* Warns E&P spending to remain weak in 2016
* Says weak cash flows would curtail E&P spending
* Company commentary suggests job cuts possible-analysts
* Company to continue to seek M&A opportunities
* Cost cuts help Q3 EPS beat analysts estimates (Adds details, graphic)
By Amrutha Gayathri
Oct 15 (Reuters) - Schlumberger Ltd, the world’s No.1 oilfield services provider, suggested that it may have to reduce costs further and cut more jobs as it expects any rebound in drilling activity to now take longer than expected.
Even if crude prices improve next year, weak cash flows would curtail the ability of oil and gas companies to increase spending on exploration and production, Schlumberger Chief Executive Paal Kibsgaard said in a statement.
“In light of conservative customer budgets for next year, we are therefore entering another period during which we will continually adjust resources in line with activity,” Kibsgaard said on Thursday.
Kibsgaard said the oil market is also weighed down by concerns of slowing Chinese demand and additional supply from Iran.
Schlumberger said spending cuts by companies have been “dramatic”, but it did not say how much it expects oil and gas companies to cut spending in North America and internationally - a forecast it issued in the previous two quarters.
Its last forecast, issued in July, was for a drop in spending of more than 35 percent in North America and more than 15 percent outside the region.
“They know that the next two quarters are going to be very choppy and very tough so they want to make sure they are aligned for that,” Evercore ISI analyst James West said.
“When they said they are going to manage their operations, it’s a good indication that headcount reductions will continue.”
Schlumberger kicks off the earnings for oilfield services providers and its comments are closely watched for a glimpse into industry trends.
Schlumberger has already cut 20,000 jobs this year and scaled back spending in response to weak crude prices, moves that helped its third-quarter profit marginally beat analysts’ average estimate.
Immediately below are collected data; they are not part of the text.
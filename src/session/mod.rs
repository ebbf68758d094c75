//! Session command loop
//!
//! The session owns the operating mode, the session flags, the pipeline
//! and the remote listener handle. Console input, remote commands and
//! lifecycle requests all arrive on one channel and are handled one at a
//! time, so mode reads and writes never interleave. Pipeline runs are
//! spawned so Stop is served while a run awaits the backend.

use std::net::SocketAddr;
use std::sync::Arc;
use std::time::Instant;

use tokio::sync::{broadcast, mpsc, oneshot};
use tracing::{debug, error, info, warn};

use crate::events::SessionEvent;
use crate::permission::PermissionProvider;
use crate::pipeline::Pipeline;
use crate::remote::{self, RemoteHandle, RemoteReply};
use crate::speech::Speaker;
use crate::state::{OperatingMode, PermissionStatus, SessionSnapshot, SessionState};

pub const PERMISSION_DENIED_MESSAGE: &str =
    "Camera access was denied. Allow access to the camera and restart the assistant.";

pub const PERMISSION_PENDING_MESSAGE: &str = "Waiting for camera permission.";

pub const CAMERA_UNAVAILABLE_MESSAGE: &str =
    "The camera is unavailable. Check that it is connected.";

/// Requests handled by the session loop
#[derive(Debug)]
pub enum SessionCommand {
    /// Capture a frame and describe it in the current mode
    Capture,
    /// Abandon any run in flight and silence speech
    Stop,
    /// Select an operating mode locally
    SetMode(OperatingMode),
    /// A token received by the remote listener
    Remote {
        token: String,
        reply: oneshot::Sender<RemoteReply>,
    },
    EnableRemote,
    DisableRemote,
    Status {
        reply: oneshot::Sender<SessionSnapshot>,
    },
}

pub struct Session {
    mode: OperatingMode,
    state: SessionState,
    pipeline: Arc<Pipeline>,
    permission: Arc<dyn PermissionProvider>,
    speaker: Speaker,
    remote_bind: SocketAddr,
    remote: Option<RemoteHandle>,
    /// Handed to the remote listener; weak so the loop ends with its last client
    commands: mpsc::WeakSender<SessionCommand>,
    event_tx: broadcast::Sender<SessionEvent>,
    started_at: Instant,
}

impl Session {
    pub fn new(
        mode: OperatingMode,
        remote_bind: SocketAddr,
        pipeline: Arc<Pipeline>,
        permission: Arc<dyn PermissionProvider>,
        speaker: Speaker,
        commands: &mpsc::Sender<SessionCommand>,
        event_tx: broadcast::Sender<SessionEvent>,
    ) -> Self {
        Self {
            mode,
            state: SessionState::default(),
            pipeline,
            permission,
            speaker,
            remote_bind,
            remote: None,
            commands: commands.downgrade(),
            event_tx,
            started_at: Instant::now(),
        }
    }

    /// Request camera permission and check the capture surface
    ///
    /// A denial is final for this session.
    pub async fn initialize(&mut self) {
        self.state.permission = self.permission.request_access().await;
        self.state.camera_ready = self.pipeline.camera_ready();

        info!(
            permission = ?self.state.permission,
            camera_ready = self.state.camera_ready,
            mode = %self.mode,
            "session initialized"
        );

        if self.state.permission == PermissionStatus::Denied {
            self.speaker.replace(PERMISSION_DENIED_MESSAGE);
        } else if !self.state.camera_ready {
            warn!("capture surface unavailable at startup");
            self.speaker.replace(CAMERA_UNAVAILABLE_MESSAGE);
        }
    }

    /// Process commands until every sender is gone
    pub async fn run(&mut self, mut commands: mpsc::Receiver<SessionCommand>) {
        info!(mode = %self.mode, "session started");

        while let Some(command) = commands.recv().await {
            debug!(?command, "session command");
            self.handle(command).await;
        }

        info!("session stopped");
    }

    async fn handle(&mut self, command: SessionCommand) {
        match command {
            SessionCommand::Capture => self.capture(),
            SessionCommand::Stop => self.stop(),
            SessionCommand::SetMode(mode) => {
                self.set_mode(mode);
                self.speaker.replace(&format!("Switched to {} mode.", mode));
            }
            SessionCommand::Remote { token, reply } => {
                let text = self.apply_remote(&token);
                let _ = reply.send(RemoteReply::Spoken {
                    text,
                    mode: self.mode,
                });
            }
            SessionCommand::EnableRemote => self.enable_remote().await,
            SessionCommand::DisableRemote => self.disable_remote().await,
            SessionCommand::Status { reply } => {
                let _ = reply.send(self.snapshot());
            }
        }
    }

    fn capture(&mut self) {
        match self.state.permission {
            PermissionStatus::Granted => {}
            PermissionStatus::Denied => {
                self.speaker.replace(PERMISSION_DENIED_MESSAGE);
                return;
            }
            PermissionStatus::Unknown => {
                self.speaker.replace(PERMISSION_PENDING_MESSAGE);
                return;
            }
        }

        if self.pipeline.is_processing() {
            debug!("capture ignored, run already in flight");
            return;
        }

        let pipeline = Arc::clone(&self.pipeline);
        let mode = self.mode;
        tokio::spawn(async move {
            pipeline.trigger(mode).await;
        });
    }

    fn stop(&mut self) {
        let abandoned_run = self.pipeline.stop();
        let _ = self.event_tx.send(SessionEvent::Stopped { abandoned_run });
    }

    fn set_mode(&mut self, mode: OperatingMode) {
        let previous = self.mode;
        self.mode = mode;

        if previous != mode {
            info!(from = %previous, to = %mode, "mode changed");
            let _ = self
                .event_tx
                .send(SessionEvent::ModeChanged { mode, previous });
        }
    }

    /// Interpret a remote token against the current mode and apply it
    fn apply_remote(&mut self, token: &str) -> String {
        let effect = remote::interpret(token, self.mode);
        info!(%token, ?effect, "remote command");

        if let Some(mode) = effect.mode_change() {
            self.set_mode(mode);
        }

        let text = effect.utterance().to_string();
        self.speaker.replace(&text);
        text
    }

    async fn enable_remote(&mut self) {
        if let Some(handle) = &self.remote {
            let address = handle.address();
            self.speaker.replace(&format!(
                "Remote control is already listening on {}.",
                address.advertised
            ));
            return;
        }

        let Some(commands) = self.commands.upgrade() else {
            warn!("session is closing, remote control not started");
            return;
        };

        match remote::start(self.remote_bind, commands).await {
            Ok(handle) => {
                let address = handle.address();
                self.remote = Some(handle);
                self.state.remote_enabled = true;
                self.speaker.replace(&format!(
                    "Remote control enabled on {}.",
                    address.advertised
                ));
                let _ = self.event_tx.send(SessionEvent::RemoteEnabled { address });
            }
            Err(e) => {
                error!(?e, "failed to start remote control");
                self.speaker.replace("Could not start remote control.");
            }
        }
    }

    async fn disable_remote(&mut self) {
        let Some(handle) = self.remote.take() else {
            debug!("remote control already disabled");
            return;
        };

        handle.stop().await;
        self.state.remote_enabled = false;
        self.speaker.replace("Remote control disabled.");
        let _ = self.event_tx.send(SessionEvent::RemoteDisabled);
    }

    pub fn snapshot(&mut self) -> SessionSnapshot {
        self.state.camera_ready = self.pipeline.camera_ready();
        self.state.processing = self.pipeline.is_processing();

        SessionSnapshot {
            version: env!("CARGO_PKG_VERSION").to_string(),
            mode: self.mode,
            permission: self.state.permission,
            camera_ready: self.state.camera_ready,
            processing: self.state.processing,
            phase: self.pipeline.phase(),
            remote_enabled: self.state.remote_enabled,
            remote: self.remote.as_ref().map(RemoteHandle::address),
            uptime_secs: self.started_at.elapsed().as_secs(),
        }
    }

    /// Release the remote listener and silence speech
    pub async fn shutdown(&mut self) {
        if let Some(handle) = self.remote.take() {
            handle.stop().await;
            self.state.remote_enabled = false;
        }
        self.pipeline.stop();
        info!("session shutdown complete");
    }
}
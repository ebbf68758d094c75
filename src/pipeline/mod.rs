//! Capture-and-describe pipeline
//!
//! One run per trigger: `Idle -> Capturing -> AwaitingResult -> Idle`.
//! Every completed run speaks exactly one utterance and releases the busy
//! flag; a Stop abandons the run so its late result is dropped silently.

mod busy;

use std::sync::Arc;
use std::time::Instant;

use serde::{Deserialize, Serialize};
use tokio::sync::broadcast;
use tracing::{debug, info, warn};

use crate::capture::{CaptureError, CaptureSurface};
use crate::events::SessionEvent;
use crate::inference::{CaptureRequest, DescriptionBackend, InferenceError, InferenceResult};
use crate::prompt;
use crate::speech::Speaker;
use crate::state::OperatingMode;

pub use busy::{BusyFlag, PipelinePhase};

/// Spoken when the capture surface is not ready
pub const NOT_READY_MESSAGE: &str = "The camera is not ready yet.";

/// Spoken when the model answered without any usable description
pub const NO_DESCRIPTION_MESSAGE: &str = "Sorry, no clear description was generated.";

/// Per-run failures
#[derive(Debug, thiserror::Error)]
pub enum PipelineError {
    #[error("failed to capture image: {0}")]
    Capture(#[from] CaptureError),

    #[error("error analyzing image: {0}")]
    Inference(#[from] InferenceError),
}

/// How a trigger ended
#[derive(Debug, Clone, PartialEq, Eq, Serialize, Deserialize)]
#[serde(tag = "kind", rename_all = "snake_case")]
pub enum RunOutcome {
    /// The model described the frame
    Described { text: String },
    /// The model answered without usable text
    NoDescription,
    /// The still could not be taken
    CaptureFailed { reason: String },
    /// The backend call failed
    TransportFailed { reason: String },
    /// The capture surface was not ready; nothing was sent
    NotReady,
    /// A run was already in flight; the trigger was ignored
    Busy,
    /// Stop was requested before the run completed
    Abandoned,
}

impl RunOutcome {
    /// Text spoken for this outcome, if any
    pub fn utterance(&self) -> Option<String> {
        match self {
            RunOutcome::Described { text } => Some(text.clone()),
            RunOutcome::NoDescription => Some(NO_DESCRIPTION_MESSAGE.to_string()),
            RunOutcome::CaptureFailed { reason } => {
                Some(format!("Failed to capture image: {}", reason))
            }
            RunOutcome::TransportFailed { reason } => {
                Some(format!("Error analyzing image: {}", reason))
            }
            RunOutcome::NotReady => Some(NOT_READY_MESSAGE.to_string()),
            RunOutcome::Busy | RunOutcome::Abandoned => None,
        }
    }

    pub fn label(&self) -> &'static str {
        match self {
            RunOutcome::Described { .. } => "described",
            RunOutcome::NoDescription => "no_description",
            RunOutcome::CaptureFailed { .. } => "capture_failed",
            RunOutcome::TransportFailed { .. } => "transport_failed",
            RunOutcome::NotReady => "not_ready",
            RunOutcome::Busy => "busy",
            RunOutcome::Abandoned => "abandoned",
        }
    }
}

impl From<PipelineError> for RunOutcome {
    fn from(err: PipelineError) -> Self {
        match err {
            PipelineError::Capture(e) => RunOutcome::CaptureFailed {
                reason: e.to_string(),
            },
            PipelineError::Inference(e) => RunOutcome::TransportFailed {
                reason: e.to_string(),
            },
        }
    }
}

/// Orchestrates capture, inference and spoken feedback
pub struct Pipeline {
    capture: Arc<dyn CaptureSurface>,
    backend: Arc<dyn DescriptionBackend>,
    speaker: Speaker,
    busy: BusyFlag,
    event_tx: broadcast::Sender<SessionEvent>,
}

impl Pipeline {
    pub fn new(
        capture: Arc<dyn CaptureSurface>,
        backend: Arc<dyn DescriptionBackend>,
        speaker: Speaker,
        event_tx: broadcast::Sender<SessionEvent>,
    ) -> Self {
        Self {
            capture,
            backend,
            speaker,
            busy: BusyFlag::default(),
            event_tx,
        }
    }

    pub fn is_processing(&self) -> bool {
        self.busy.is_busy()
    }

    pub fn phase(&self) -> PipelinePhase {
        self.busy.phase()
    }

    pub fn camera_ready(&self) -> bool {
        self.capture.is_ready()
    }

    /// Run one capture-and-describe cycle for `mode`
    pub async fn trigger(&self, mode: OperatingMode) -> RunOutcome {
        if self.busy.is_busy() {
            debug!("capture already in flight, ignoring trigger");
            return RunOutcome::Busy;
        }

        if !self.capture.is_ready() {
            info!(surface = self.capture.name(), "capture surface not ready");
            self.speaker.replace(NOT_READY_MESSAGE);
            return RunOutcome::NotReady;
        }

        let Some(guard) = self.busy.try_begin() else {
            return RunOutcome::Busy;
        };

        let started_at = Instant::now();
        info!(%mode, "capture started");
        let _ = self.event_tx.send(SessionEvent::CaptureStarted { mode });

        guard.enter(PipelinePhase::Capturing);
        let outcome = match self.capture.take_still().await {
            Ok(image) => {
                if !guard.is_active() {
                    debug!("run stopped during capture");
                    return RunOutcome::Abandoned;
                }

                self.speaker.cancel();
                guard.enter(PipelinePhase::AwaitingResult);

                let request = CaptureRequest {
                    image,
                    instruction: prompt::resolve(mode),
                };
                match self.backend.describe(request).await {
                    Ok(InferenceResult::Description(text)) => RunOutcome::Described { text },
                    Ok(InferenceResult::NoCandidate) => {
                        warn!(backend = self.backend.name(), "no candidate in response");
                        RunOutcome::NoDescription
                    }
                    Err(e) => PipelineError::from(e).into(),
                }
            }
            Err(e) => PipelineError::from(e).into(),
        };

        let utterance = outcome.utterance();
        let completed = guard.finish(|| {
            if let Some(text) = &utterance {
                self.speaker.replace(text);
            }
        });

        if !completed {
            info!(outcome = outcome.label(), "result arrived after stop, dropped");
            return RunOutcome::Abandoned;
        }

        let duration_ms = started_at.elapsed().as_millis() as u64;
        info!(outcome = outcome.label(), duration_ms, "capture finished");
        let _ = self.event_tx.send(SessionEvent::RunFinished {
            outcome: outcome.clone(),
            duration_ms,
        });

        outcome
    }

    /// Clear the busy flag and silence speech, whatever the pipeline is doing
    ///
    /// The in-flight backend call, if any, is not cancelled; its result is
    /// discarded when it arrives. Returns whether a run was abandoned.
    pub fn stop(&self) -> bool {
        let abandoned = self.busy.cancel_with(|| self.speaker.cancel());
        info!(abandoned, "pipeline stopped");
        abandoned
    }
}
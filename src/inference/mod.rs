//! Inference backend module
//!
//! The backend receives one [`CaptureRequest`] per trigger and answers with
//! either a description or [`InferenceResult::NoCandidate`] when the
//! response carried no usable text. Transport and decoding problems are
//! reported as [`InferenceError`].

mod gemini;

use async_trait::async_trait;

use crate::capture::ImagePayload;

pub use gemini::GeminiBackend;

/// Image plus the instruction resolved for the mode active at capture time
#[derive(Debug, Clone)]
pub struct CaptureRequest {
    pub image: ImagePayload,
    pub instruction: &'static str,
}

/// What came back from the model
#[derive(Debug, Clone, PartialEq, Eq)]
pub enum InferenceResult {
    /// First candidate text, trimmed and non-empty
    Description(String),
    /// Response present but without any usable text
    NoCandidate,
}

/// Errors raised by inference backends
#[derive(Debug, thiserror::Error)]
pub enum InferenceError {
    #[error("request failed: {0}")]
    Transport(#[from] reqwest::Error),

    /// `message` is the service's short error text, not the raw body
    #[error("service returned {status}: {message}")]
    Status { status: u16, message: String },

    #[error("could not decode response: {0}")]
    Decode(#[from] serde_json::Error),
}

/// Remote image-description service
#[async_trait]
pub trait DescriptionBackend: Send + Sync {
    async fn describe(&self, request: CaptureRequest) -> Result<InferenceResult, InferenceError>;

    fn name(&self) -> &str;
}
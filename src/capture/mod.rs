//! Capture surface module
//!
//! The capture surface reports whether it is ready and produces one
//! still JPEG on demand. Two surfaces are provided:
//! - [`FileSurface`]: reads the latest frame written by another process
//! - [`CommandSurface`]: runs a grabber program that writes a JPEG to stdout

mod command;
mod file;

use async_trait::async_trait;

pub use command::CommandSurface;
pub use file::FileSurface;

/// MIME type declared for every captured still
pub const JPEG_MIME: &str = "image/jpeg";

/// One captured still image
#[derive(Debug, Clone, PartialEq, Eq)]
pub struct ImagePayload {
    pub bytes: Vec<u8>,
    pub mime_type: &'static str,
}

impl ImagePayload {
    pub fn jpeg(bytes: Vec<u8>) -> Self {
        Self {
            bytes,
            mime_type: JPEG_MIME,
        }
    }
}

/// Errors raised while taking a still
#[derive(Debug, thiserror::Error)]
pub enum CaptureError {
    #[error("failed to read frame {path}: {source}")]
    Read {
        path: String,
        #[source]
        source: std::io::Error,
    },

    #[error("failed to run capture program `{program}`: {source}")]
    Spawn {
        program: String,
        #[source]
        source: std::io::Error,
    },

    #[error("capture program `{program}` exited with {status}: {stderr}")]
    ProgramFailed {
        program: String,
        status: std::process::ExitStatus,
        stderr: String,
    },

    #[error("captured image is empty")]
    Empty,
}

/// Platform camera collaborator
#[async_trait]
pub trait CaptureSurface: Send + Sync {
    /// Whether a still can be taken right now
    fn is_ready(&self) -> bool;

    /// Take a single still image
    async fn take_still(&self) -> Result<ImagePayload, CaptureError>;

    fn name(&self) -> &str;
}
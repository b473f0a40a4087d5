//! Tests for report email composition and the dispatcher's failure boundary

use attendance_report::dispatch::*;

#[path = "common/mod.rs"]
mod common;

use common::*;

fn formatted(message: &lettre::Message) -> String {
    String::from_utf8_lossy(&message.formatted()).into_owned()
}

#[test]
fn test_compose_attaches_report_by_file_name() {
    let (_temp_dir, pdf_path) = write_temp_file("Attendance_Report_Class.pdf", &["%PDF-1.3 fake"]);

    let message = compose("teacher@school.edu", "hod@school.edu", &pdf_path).unwrap();
    let raw = formatted(&message);

    assert!(raw.contains("Subject: Attendance Report"));
    assert!(raw.contains("Content-Disposition: attachment"));
    assert!(raw.contains("Attendance_Report_Class.pdf"));
    assert!(raw.contains("application/octet-stream"));
    assert!(raw.contains("Content-Type: text/html"));
}

#[test]
fn test_compose_sets_envelope_addresses() {
    let (_temp_dir, pdf_path) = write_temp_file("report.pdf", &["%PDF"]);

    let message = compose("teacher@school.edu", "hod@school.edu", &pdf_path).unwrap();
    let envelope = message.envelope();

    assert_eq!(
        envelope.from().map(|a| a.to_string()),
        Some("teacher@school.edu".to_string())
    );
    assert_eq!(envelope.to().len(), 1);
    assert_eq!(envelope.to()[0].to_string(), "hod@school.edu");
}

#[test]
fn test_compose_rejects_unparseable_address() {
    let (_temp_dir, pdf_path) = write_temp_file("report.pdf", &["%PDF"]);

    let result = compose("not an address", "hod@school.edu", &pdf_path);

    assert!(matches!(result, Err(DispatchError::Address { .. })));
}

#[test]
fn test_send_with_missing_pdf_fails_before_connecting() {
    let settings = SmtpSettings {
        host: "smtp.invalid".to_string(),
        port: 587,
    };

    let result = send_with(
        &settings,
        "teacher@school.edu",
        &Credential::new("secret"),
        "hod@school.edu",
        std::path::Path::new("/nonexistent/Attendance_Report_Class.pdf"),
    );

    match result {
        Err(err) => {
            assert!(matches!(err, DispatchError::Attachment { .. }));
            assert_eq!(err.kind(), "DispatchError");
        }
        Ok(()) => panic!("Sending a missing report must fail"),
    }
}
//! Progress spinner helpers using indicatif

use indicatif::{ProgressBar, ProgressStyle};

/// Create a spinner for indeterminate progress
pub fn create_spinner(message: &str) -> ProgressBar {
    let pb = ProgressBar::new_spinner();
    if let Ok(spinner_style) = ProgressStyle::default_spinner().template("    {spinner:.cyan} {msg}") {
        pb.set_style(spinner_style.tick_chars("⠋⠙⠹⠸⠼⠴⠦⠧⠇⠏"));
    }
    pb.set_message(message.to_string());
    pb.enable_steady_tick(std::time::Duration::from_millis(100));
    pb
}

/// Finish a spinner with a success message
pub fn finish_with_success(pb: &ProgressBar, message: &str) {
    pb.finish_with_message(format!("✅ {}", message));
}

/// Clear a spinner after a failure; the error is reported separately.
pub fn finish_with_failure(pb: &ProgressBar) {
    pb.finish_and_clear();
}
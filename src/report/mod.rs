//! Report module - chart model, PDF rendering and terminal summary

pub mod charts;
pub mod error;
pub mod pdf;
pub mod summary;

pub use charts::*;
pub use error::*;
pub use pdf::*;
pub use summary::*;
//! CLI module - argument parsing and interactive prompts

pub mod args;
pub mod prompts;

pub use args::Cli;
pub use prompts::*;
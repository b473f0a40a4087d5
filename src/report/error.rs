//! Error types for report rendering.

use std::path::PathBuf;

use thiserror::Error;

use crate::pipeline::PipelineError;

#[derive(Debug, Error)]
pub enum RenderError {
    /// The dataset could not be classified, so nothing was rendered.
    #[error(transparent)]
    Classification(#[from] PipelineError),

    /// The PDF library failed while building the document.
    #[error("Failed to build PDF document: {0}")]
    Pdf(String),

    /// The finished document could not be written to disk.
    #[error("Failed to write report {}", path.display())]
    Io {
        path: PathBuf,
        #[source]
        source: std::io::Error,
    },
}

impl From<printpdf::Error> for RenderError {
    fn from(err: printpdf::Error) -> Self {
        RenderError::Pdf(err.to_string())
    }
}

impl RenderError {
    /// Short label for the failure kind, used in user-facing notifications.
    pub fn kind(&self) -> &'static str {
        match self {
            RenderError::Classification(inner) => inner.kind(),
            RenderError::Pdf(_) | RenderError::Io { .. } => "RenderError",
        }
    }
}
//! Terminal output helpers

pub mod progress;
pub mod styling;

pub use progress::*;
pub use styling::*;
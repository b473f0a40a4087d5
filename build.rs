fn main() {
    // Only embed Windows resources on Windows targets
    #[cfg(target_os = "windows")]
    {
        let mut res = winres::WindowsResource::new();
        res.set("FileDescription", "Attendance Report Generator");
        res.set("ProductName", "attendance-report");

        if let Err(e) = res.compile() {
            eprintln!("Warning: Failed to compile Windows resources: {}", e);
        }
    }
}
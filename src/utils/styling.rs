//! Terminal styling utilities for run feedback

use console::{style, Emoji};
use std::path::Path;

// Emoji icons with fallbacks for terminals that don't support them
pub static INFO: Emoji<'_, '_> = Emoji("ℹ️  ", "[*] ");
pub static ROCKET: Emoji<'_, '_> = Emoji("🚀 ", ">> ");
pub static CHART: Emoji<'_, '_> = Emoji("📊 ", "");
pub static FOLDER: Emoji<'_, '_> = Emoji("📂 ", "");
pub static TARGET: Emoji<'_, '_> = Emoji("🎯 ", "");
pub static SAVE: Emoji<'_, '_> = Emoji("💾 ", "");
pub static MAIL: Emoji<'_, '_> = Emoji("📧 ", "");

/// Print the application banner
pub fn print_banner(version: &str) {
    println!();
    println!(
        "    {} {}",
        CHART,
        style("ATTENDANCE REPORT").cyan().bold()
    );
    println!(
        "    {}",
        style("Classify, chart and deliver class attendance").dim()
    );
    println!("    {}", style(format!("v{}", version)).dim());
    println!("    {}", style("━".repeat(50)).dim());
    println!();
}

/// Print configuration card
pub fn print_config(input: &Path, output: &Path, threshold: f64, receiver: Option<&str>) {
    let box_width = 56;
    let line = "─".repeat(box_width - 2);

    println!("    ┌{}┐", line);
    println!(
        "    │ {}{}│",
        style("⚙️  Configuration").cyan().bold(),
        " ".repeat(box_width - 20)
    );
    println!("    ├{}┤", line);
    println!(
        "    │  {} Input:     {:<36}│",
        FOLDER,
        truncate_path(input, 35)
    );
    println!(
        "    │  {} Report:    {:<36}│",
        SAVE,
        truncate_path(output, 35)
    );
    println!(
        "    │  {} Recipient: {:<36}│",
        MAIL,
        truncate_string(receiver.unwrap_or("(not sending)"), 35)
    );
    println!("    ├{}┤", line);
    println!(
        "    │  {} Threshold: {:<36}│",
        TARGET,
        style(format!("{}%", threshold)).yellow()
    );
    println!("    └{}┘", line);
    println!();
}

/// Print a step header with styling
pub fn print_step_header(step_num: u8, title: &str) {
    println!();
    println!(
        "    {} {} {}",
        style(format!("STEP {}", step_num)).cyan().bold(),
        style("│").dim(),
        style(title).white().bold()
    );
    println!("    {}", style("─".repeat(50)).dim());
}

/// Print a success message
pub fn print_success(message: &str) {
    println!("    {} {}", style("✓").green().bold(), style(message).green());
}

/// Print an info message
pub fn print_info(message: &str) {
    println!("    {} {}", INFO, message);
}

/// Print a blocking-style error notification: a kind label and a message.
pub fn print_error(kind: &str, message: &str) {
    eprintln!();
    eprintln!(
        "    {} {} {}",
        style("✗").red().bold(),
        style(kind).red().bold(),
        style(message).red()
    );
}

/// Print the final completion message
pub fn print_completion(message: &str) {
    println!();
    println!("    {} {}", ROCKET, style(message).green().bold());
    println!();
}

// Helper functions

fn truncate_path(path: &Path, max_len: usize) -> String {
    let path_str = path.display().to_string();
    truncate_string(&path_str, max_len)
}

fn truncate_string(s: &str, max_len: usize) -> String {
    let chars: Vec<char> = s.chars().collect();
    if chars.len() <= max_len {
        s.to_string()
    } else {
        let tail: String = chars[chars.len() - (max_len - 3)..].iter().collect();
        format!("...{}", tail)
    }
}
Net income attributable to Schlumberger nearly halved to $989 million, or 78 cents per share.
Total revenue fell 33 percent to $8.47 billion, including a 47 percent drop in North America and an about 27 percent decline outside.
Analysts were expecting a profit of 77 cents per share, according to Thomson Reuters I/B/E/S.
Schlumberger said in August it would buy equipment maker Cameron International Corp for $14.8 billion to bolster its pricing capability, and on Thursday said it would seek more acquisitions.
The $35-billion merger of its rivals Baker Hughes Inc and Halliburton Co is still awaiting regulatory clearance.
Schlumberger shares were down 0.9 percent at $75.50 in extended trading.